Book Review: Ramrao, the Story of India’s Farm Crisis
Ramrao: The story of India’s Farm Crisis
Jaideep Hardikar
Published by Harper Collins.
Rs 399.
In April 2014, Jaideep Hardikar first met Ramrao Penchleniwar.
Earlier that month, Ramrao, a debt-strapped farmer in Maharashtra’s Vidarbha region, had drunk two bottles of insecticide. Only prompt help had saved him.
The subtext is already familiar. Vidarbha, the North-eastern part of Maharashtra, has the highest incidence of farmer suicides in the country. A grim achievement in a country stamped all over with farm distress.
The questions write themselves out. Why do India's farmers run up large debts trying to farm? Why are they breaking, reaching a point where they wish to die? What is it like to be an Indian farmer today?
There is no dearth of prescriptive punditry around these questions. In shorter supply, however, is a sense of the ground realities against which those answers should be weighed.
Which is what Ramrao, by veteran rural India reporter Jaideep Hardikar, delivers.
Seven years with Ramrao
Hardikar first met Ramrao shortly after the latter’s attempt to kill himself.
Over the next seven years, they stayed in touch. That relationship has now produced a book where Hardikar recounts Ramrao’s journey since 2014. What we get, in the process, is a close look at what it’s like to be a farmer today.
Ramrao slowly, hesitantly resumes farming. But each year brings fresh shocks: a death in the family, unpredictable monsoons, return of pests like Pink Bollworm, cattle and wildlife – all seeking food and attacking his fields, the high cost of pesticides, globalisation’s delinking of prices from local production, loan waivers that don’t reach, economic shocks like demonetisation, costly informal economy loans, rising labour costs, governments at the state and Centre that rarely rise above the performative... One could go on.
In tandem, there is Hiwara, Ramrao’s village. In there, one glimpses an older moral economy. Like the lenders who, recognising Ramrao is in trouble, don’t press him to give their money back quickly.
And then, there is Ramrao himself, with his sense of responsibility and a dark sense of humour. Early on in the book, talking about his recovery, he wonders if the pesticide he drank had been adulterated.
What Hardikar shows is how all of these play out – singly and together – in the lives of India’s farmers.
In all, Ramrao retires some loans, but is simultaneously forced to take new ones. He struggles so hard just to keep his head above the water.

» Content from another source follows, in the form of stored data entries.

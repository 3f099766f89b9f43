#![allow(clippy::float_cmp)]

use super::*;

fn metrics(scroll_y: f64) -> ScrollMetrics {
    ScrollMetrics { scroll_y, scroll_height: 4200.0, client_height: 1000.0 }
}

// =============================================================
// Defaults
// =============================================================

#[test]
fn default_shows_preloader_only() {
    let ui = UiState::default();
    assert!(ui.preloader_visible);
    assert!(!ui.menu_open);
    assert!(!ui.scrolled);
    assert!(!ui.scroll_top_visible);
    assert_eq!(ui.scroll_progress, 0.0);
}

#[test]
fn hide_preloader_is_idempotent() {
    let mut ui = UiState::default();
    ui.hide_preloader();
    ui.hide_preloader();
    assert!(!ui.preloader_visible);
}

// =============================================================
// Menu
// =============================================================

#[test]
fn toggle_menu_flips() {
    let mut ui = UiState::default();
    ui.toggle_menu();
    assert!(ui.menu_open);
    ui.toggle_menu();
    assert!(!ui.menu_open);
}

#[test]
fn close_menu_from_either_state() {
    let mut ui = UiState::default();
    ui.close_menu();
    assert!(!ui.menu_open);
    ui.toggle_menu();
    ui.close_menu();
    assert!(!ui.menu_open);
}

// =============================================================
// Scroll
// =============================================================

#[test]
fn apply_scroll_near_top() {
    let mut ui = UiState::default();
    ui.apply_scroll(metrics(50.0));
    assert!(!ui.scrolled);
    assert!(!ui.scroll_top_visible);
}

#[test]
fn apply_scroll_mid_page() {
    let mut ui = UiState::default();
    ui.apply_scroll(metrics(1600.0));
    assert!(ui.scrolled);
    assert!(!ui.scroll_top_visible);
    assert_eq!(ui.scroll_progress, 50.0);
}

#[test]
fn apply_scroll_deep_then_back_to_top() {
    let mut ui = UiState::default();
    ui.apply_scroll(metrics(3200.0));
    assert!(ui.scroll_top_visible);
    assert_eq!(ui.scroll_progress, 100.0);

    ui.apply_scroll(metrics(0.0));
    assert!(!ui.scrolled);
    assert!(!ui.scroll_top_visible);
    assert_eq!(ui.scroll_progress, 0.0);
}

What deepens the book, taking it beyond a recounting of stresses and shocks, is Hardikar’s understanding of each of these crises. Every time a fresh force – like the pink bollworm or abortive relief from loan waivers – exerts itself, he takes us deeper, to its origins. The pink bollworm takes us to India’s puzzling reliance on BT Cotton seeds. The lack of succour from loan waivers takes us to the crisis in rural banking, and the extortionate replacements that have come up.
Hardikar is one of the more under-stated writers in Indian journalism today. Despite engaging with massive questions – the seeds of India’s farm distress and the human costs it is exacting – the narrative moves briskly. Try this bit from the beginning, when Hardikar first heard about the outstanding loans on Ramrao’s head.
Where the book belongs
Ramrao is an important addition to the global genre of books on agrarian distress.
This includes books like Chen Guidi and Wu Chuntao’s Will the Boat Sink the River. Published in 2007, it spoke about how the Chinese miracle was leaving the country’s 900 million peasants behind. Or, farther back in time, Let Us Now Praise Famous Men. James Agee and Walker Evans’ book on American tenant farmers during the great depression.
Back home, India too has seen a steady flow of books, updating us about the shifting, evolving contours of rural distress in the country. This includes books like Dust On The Road, which contains Mahasweta Devi’s non-fiction and journalism between 1981 and 1992. P Sainath drew his reporting between 1990 and 1992 into Everybody Loves A Good Drought. In 2012, in Those Who Did Not Die, Ranjana Padhi wrote about Punjab’s farm widows. Two books this year, Kavitha Iyer’s Landscapes of Loss and Ramrao, update that story further.
And yet, when I think of Ramrao, one more book comes to mind. That is Madhu Ramnath’s Woodsmoke and Leafcups. Doing fieldwork for his PhD, Ramnath had lived with Bastar’s Durva tribals. In a region beyond Jagatsinghpur where the state’s writ runs in the day – and naxals control the night.
There is no dearth of punditry about how tribals live in this conflict zone either. And yet, for me, Ramnath’s book stands out. Fascinated by the community, he had ended up living with them for thirty years. His book shows how tribals view the world outside.
Ramrao does something similar. It tells us what it is like to be – financially, socially, emotionally and mentally – an Indian farmer today.
You should read it.
M Rajshekhar is an independent reporter studying corruption, oligarchy and the political economy of India’s environment. He is also the author of Despite the State: Why India Lets Its People Down and How They Cope.